WHAT YOU NEED TO DO ▸ The reply must contain all of the records, unchanged.

==========

//! Strategy-driven record selection.
//!
//! Global strategies rank every available record above the face threshold.
//! Account strategies first draw one account uniformly among those with a
//! qualifying record, then rank inside that account. Ranked searches return
//! a uniform pick among the best `top_k` rows.

use rand::seq::IndexedRandom;
use rand::Rng;
use rusqlite::{params, Connection};

use crate::core::strategy::{Ranking, Scope, Strategy};
use crate::domain::{CatalogRecord, State};

use super::store::{record_from_row, CatalogError, CatalogStore, RECORD_COLUMNS};

fn order_clause(ranking: Ranking) -> &'static str {
    match ranking {
        Ranking::Faces => "face_count DESC, like_count DESC",
        Ranking::Likes => "like_count DESC, face_count DESC",
        Ranking::Score => "face_count * like_count DESC, face_count DESC",
        Ranking::Random => "RANDOM()",
    }
}

impl CatalogStore {
    /// Select one available record with at least `min_faces` faces
    pub fn search(&self, min_faces: u32, strategy: Strategy) -> Result<CatalogRecord, CatalogError> {
        self.search_with(min_faces, strategy, &mut rand::rng())
    }

    /// Same as [`CatalogStore::search`] with an explicit RNG for the
    /// account and top-k draws
    pub fn search_with<R: Rng>(
        &self,
        min_faces: u32,
        strategy: Strategy,
        rng: &mut R,
    ) -> Result<CatalogRecord, CatalogError> {
        let conn = self.lock()?;

        let account = match strategy.scope() {
            Scope::Global => None,
            Scope::Account => {
                let accounts = accounts_with_media(&conn, min_faces)?;
                let account = accounts
                    .choose(rng)
                    .cloned()
                    .ok_or(CatalogError::NoQualifyingRecord { min_faces })?;
                Some(account)
            }
        };

        let limit = match strategy.ranking() {
            Ranking::Random => 1,
            _ => self.top_k() as i64,
        };

        let candidates = ranked(&conn, min_faces, account.as_deref(), strategy.ranking(), limit)?;
        candidates
            .choose(rng)
            .cloned()
            .ok_or(CatalogError::NoQualifyingRecord { min_faces })
    }
}

/// Distinct accounts owning at least one qualifying record
fn accounts_with_media(conn: &Connection, min_faces: u32) -> rusqlite::Result<Vec<String>> {
    let mut stmt = conn.prepare(
        "SELECT DISTINCT account_id FROM media
         WHERE state = ?1 AND face_count >= ?2
         ORDER BY account_id",
    )?;
    let accounts = stmt
        .query_map(params![State::Available, min_faces], |row| row.get(0))?
        .collect::<rusqlite::Result<Vec<String>>>()?;
    Ok(accounts)
}

fn ranked(
    conn: &Connection,
    min_faces: u32,
    account: Option<&str>,
    ranking: Ranking,
    limit: i64,
) -> rusqlite::Result<Vec<CatalogRecord>> {
    let order = order_clause(ranking);
    match account {
        Some(account_id) => {
            let mut stmt = conn.prepare(&format!(
                "SELECT {RECORD_COLUMNS} FROM media
                 WHERE state = ?1 AND face_count >= ?2 AND account_id = ?3
                 ORDER BY {order} LIMIT ?4"
            ))?;
            let records = stmt
                .query_map(
                    params![State::Available, min_faces, account_id, limit],
                    record_from_row,
                )?
                .collect::<rusqlite::Result<Vec<_>>>()?;
            Ok(records)
        }
        None => {
            let mut stmt = conn.prepare(&format!(
                "SELECT {RECORD_COLUMNS} FROM media
                 WHERE state = ?1 AND face_count >= ?2
                 ORDER BY {order} LIMIT ?3"
            ))?;
            let records = stmt
                .query_map(params![State::Available, min_faces, limit], record_from_row)?
                .collect::<rusqlite::Result<Vec<_>>>()?;
            Ok(records)
        }
    }
}

#[cfg(test)]
mod tests {
    use super::*;
    use crate::domain::MediaItem;
    use chrono::{DateTime, Utc};
    use rand::rngs::StdRng;
    use rand::SeedableRng;

    fn put(store: &CatalogStore, id: &str, account: &str, faces: u32, likes: i64) {
        store
            .put(&CatalogRecord::available(
                MediaItem {
                    id: id.to_string(),
                    url: format!("https://cdn.example.com/{id}.jpg"),
                    account_id: account.to_string(),
                    account_name: account.to_string(),
                    like_count: likes,
                    posted_at: DateTime::<Utc>::default(),
                },
                faces,
            ))
            .unwrap();
    }

    #[test]
    fn test_score_ranking_uses_product() {
        let store = CatalogStore::open_in_memory().unwrap();
        put(&store, "a", "u1", 2, 10); // 20
        put(&store, "b", "u1", 5, 5); // 25
        put(&store, "c", "u2", 9, 1); // 9

        let rec = store.search(0, Strategy::ScoreGlobal).unwrap();
        assert_eq!(rec.media.id, "b");
    }

    #[test]
    fn test_ties_broken_by_other_metric() {
        let store = CatalogStore::open_in_memory().unwrap();
        put(&store, "a", "u1", 3, 1);
        put(&store, "b", "u1", 3, 7);

        let rec = store.search(0, Strategy::FacesGlobal).unwrap();
        assert_eq!(rec.media.id, "b");
    }

    #[test]
    fn test_top_k_draws_from_best_rows_only() {
        let store = CatalogStore::open_in_memory().unwrap().with_top_k(2);
        put(&store, "best", "u1", 9, 0);
        put(&store, "second", "u1", 8, 0);
        put(&store, "worst", "u1", 1, 0);

        let mut rng = StdRng::seed_from_u64(3);
        let mut seen = std::collections::HashSet::new();
        for _ in 0..200 {
            let rec = store.search_with(0, Strategy::FacesGlobal, &mut rng).unwrap();
            seen.insert(rec.media.id);
        }
        assert!(seen.contains("best"));
        assert!(seen.contains("second"));
        assert!(!seen.contains("worst"));
    }

    #[test]
    fn test_account_scope_ignores_accounts_below_threshold() {
        let store = CatalogStore::open_in_memory().unwrap();
        put(&store, "a", "u1", 1, 100);
        put(&store, "b", "u2", 4, 1);

        let mut rng = StdRng::seed_from_u64(11);
        for _ in 0..50 {
            let rec = store.search_with(3, Strategy::LikesAccount, &mut rng).unwrap();
            assert_eq!(rec.media.id, "b");
        }
    }

    #[test]
    fn test_random_respects_threshold() {
        let store = CatalogStore::open_in_memory().unwrap();
        put(&store, "a", "u1", 0, 0);
        put(&store, "b", "u1", 2, 0);

        for _ in 0..50 {
            assert_eq!(store.search(1, Strategy::Random).unwrap().media.id, "b");
        }
    }
}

==========

RESULT FOR THIS EXERCISE ▸
//! Strategy-driven record selection.
//!
//! Global strategies rank every available record above the face threshold.
//! Account strategies first draw one account uniformly among those with a
//! qualifying record, then rank inside that account. Ranked searches return
//! a uniform pick among the best `top_k` rows.

use rand::seq::IndexedRandom;
use rand::Rng;
use rusqlite::{params, Connection};

use crate::core::strategy::{Ranking, Scope, Strategy};
use crate::domain::{CatalogRecord, State};

use super::store::{record_from_row, CatalogError, CatalogStore, RECORD_COLUMNS};

fn order_clause(ranking: Ranking) -> &'static str {
    match ranking {
        Ranking::Faces => "face_count DESC, like_count DESC",
        Ranking::Likes => "like_count DESC, face_count DESC",
        Ranking::Score => "face_count * like_count DESC, face_count DESC",
        Ranking::Random => "RANDOM()",
    }
}

impl CatalogStore {
    /// Select one available record with at least `min_faces` faces
    pub fn search(&self, min_faces: u32, strategy: Strategy) -> Result<CatalogRecord, CatalogError> {
        self.search_with(min_faces, strategy, &mut rand::rng())
    }

    /// Same as [`CatalogStore::search`] with an explicit RNG for the
    /// account and top-k draws
    pub fn search_with<R: Rng>(
        &self,
        min_faces: u32,
        strategy: Strategy,
        rng: &mut R,
    ) -> Result<CatalogRecord, CatalogError> {
        let conn = self.lock()?;

        let account = match strategy.scope() {
            Scope::Global => None,
            Scope::Account => {
                let accounts = accounts_with_media(&conn, min_faces)?;
                let account = accounts
                    .choose(rng)
                    .cloned()
                    .ok_or(CatalogError::NoQualifyingRecord { min_faces })?;
                Some(account)
            }
        };

        let limit = match strategy.ranking() {
            Ranking::Random => 1,
            _ => self.top_k() as i64,
        };

        let candidates = ranked(&conn, min_faces, account.as_deref(), strategy.ranking(), limit)?;
        candidates
            .choose(rng)
            .cloned()
            .ok_or(CatalogError::NoQualifyingRecord { min_faces })
    }
}

/// Distinct accounts owning at least one qualifying record
fn accounts_with_media(conn: &Connection, min_faces: u32) -> rusqlite::Result<Vec<String>> {
    let mut stmt = conn.prepare(
        "SELECT DISTINCT account_id FROM media
         WHERE state = ?1 AND face_count >= ?2
         ORDER BY account_id",
    )?;
    let accounts = stmt
        .query_map(params![State::Available, min_faces], |row| row.get(0))?
        .collect::<rusqlite::Result<Vec<String>>>()?;
    Ok(accounts)
}

fn ranked(
    conn: &Connection,
    min_faces: u32,
    account: Option<&str>,
    ranking: Ranking,
    limit: i64,
) -> rusqlite::Result<Vec<CatalogRecord>> {
    let order = order_clause(ranking);
    match account {
        Some(account_id) => {
            let mut stmt = conn.prepare(&format!(
                "SELECT {RECORD_COLUMNS} FROM media
                 WHERE state = ?1 AND face_count >= ?2 AND account_id = ?3
                 ORDER BY {order} LIMIT ?4"
            ))?;
            let records = stmt
                .query_map(
                    params![State::Available, min_faces, account_id, limit],
                    record_from_row,
                )?
                .collect::<rusqlite::Result<Vec<_>>>()?;
            Ok(records)
        }
        None => {
            let mut stmt = conn.prepare(&format!(
                "SELECT {RECORD_COLUMNS} FROM media
                 WHERE state = ?1 AND face_count >= ?2
                 ORDER BY {order} LIMIT ?3"
            ))?;
            let records = stmt
                .query_map(params![State::Available, min_faces, limit], record_from_row)?
                .collect::<rusqlite::Result<Vec<_>>>()?;
            Ok(records)
        }
    }
}

#[cfg(test)]
mod tests {
    use super::*;
    use crate::domain::MediaItem;
    use chrono::{DateTime, Utc};
    use rand::rngs::StdRng;
    use rand::SeedableRng;

    fn put(store: &CatalogStore, id: &str, account: &str, faces: u32, likes: i64) {
        store
            .put(&CatalogRecord::available(
                MediaItem {
                    id: id.to_string(),
                    url: format!("https://cdn.example.com/{id}.jpg"),
                    account_id: account.to_string(),
                    account_name: account.to_string(),
                    like_count: likes,
                    posted_at: DateTime::<Utc>::default(),
                },
                faces,
            ))
            .unwrap();
    }

    #[test]
    fn test_score_ranking_uses_product() {
        let store = CatalogStore::open_in_memory().unwrap();
        put(&store, "a", "u1", 2, 10); // 20
        put(&store, "b", "u1", 5, 5); // 25
        put(&store, "c", "u2", 9, 1); // 9

        let rec = store.search(0, Strategy::ScoreGlobal).unwrap();
        assert_eq!(rec.media.id, "b");
    }

    #[test]
    fn test_ties_broken_by_other_metric() {
        let store = CatalogStore::open_in_memory().unwrap();
        put(&store, "a", "u1", 3, 1);
        put(&store, "b", "u1", 3, 7);

        let rec = store.search(0, Strategy::FacesGlobal).unwrap();
        assert_eq!(rec.media.id, "b");
    }

    #[test]
    fn test_top_k_draws_from_best_rows_only() {
        let store = CatalogStore::open_in_memory().unwrap().with_top_k(2);
        put(&store, "best", "u1", 9, 0);
        put(&store, "second", "u1", 8, 0);
        put(&store, "worst", "u1", 1, 0);

        let mut rng = StdRng::seed_from_u64(3);
        let mut seen = std::collections::HashSet::new();
        for _ in 0..200 {
            let rec = store.search_with(0, Strategy::FacesGlobal, &mut rng).unwrap();
            seen.insert(rec.media.id);
        }
        assert!(seen.contains("best"));
        assert!(seen.contains("second"));
        assert!(!seen.contains("worst"));
    }

    #[test]
    fn test_account_scope_ignores_accounts_below_threshold() {
        let store = CatalogStore::open_in_memory().unwrap();
        put(&store, "a", "u1", 1, 100);
        put(&store, "b", "u2", 4, 1);

        let mut rng = StdRng::seed_from_u64(11);
        for _ in 0..50 {
            let rec = store.search_with(3, Strategy::LikesAccount, &mut rng).unwrap();
            assert_eq!(rec.media.id, "b");
        }
    }

    #[test]
    fn test_random_respects_threshold() {
        let store = CatalogStore::open_in_memory().unwrap();
        put(&store, "a", "u1", 0, 0);
        put(&store, "b", "u1", 2, 0);

        for _ in 0..50 {
            assert_eq!(store.search(1, Strategy::Random).unwrap().media.id, "b");
        }
    }
}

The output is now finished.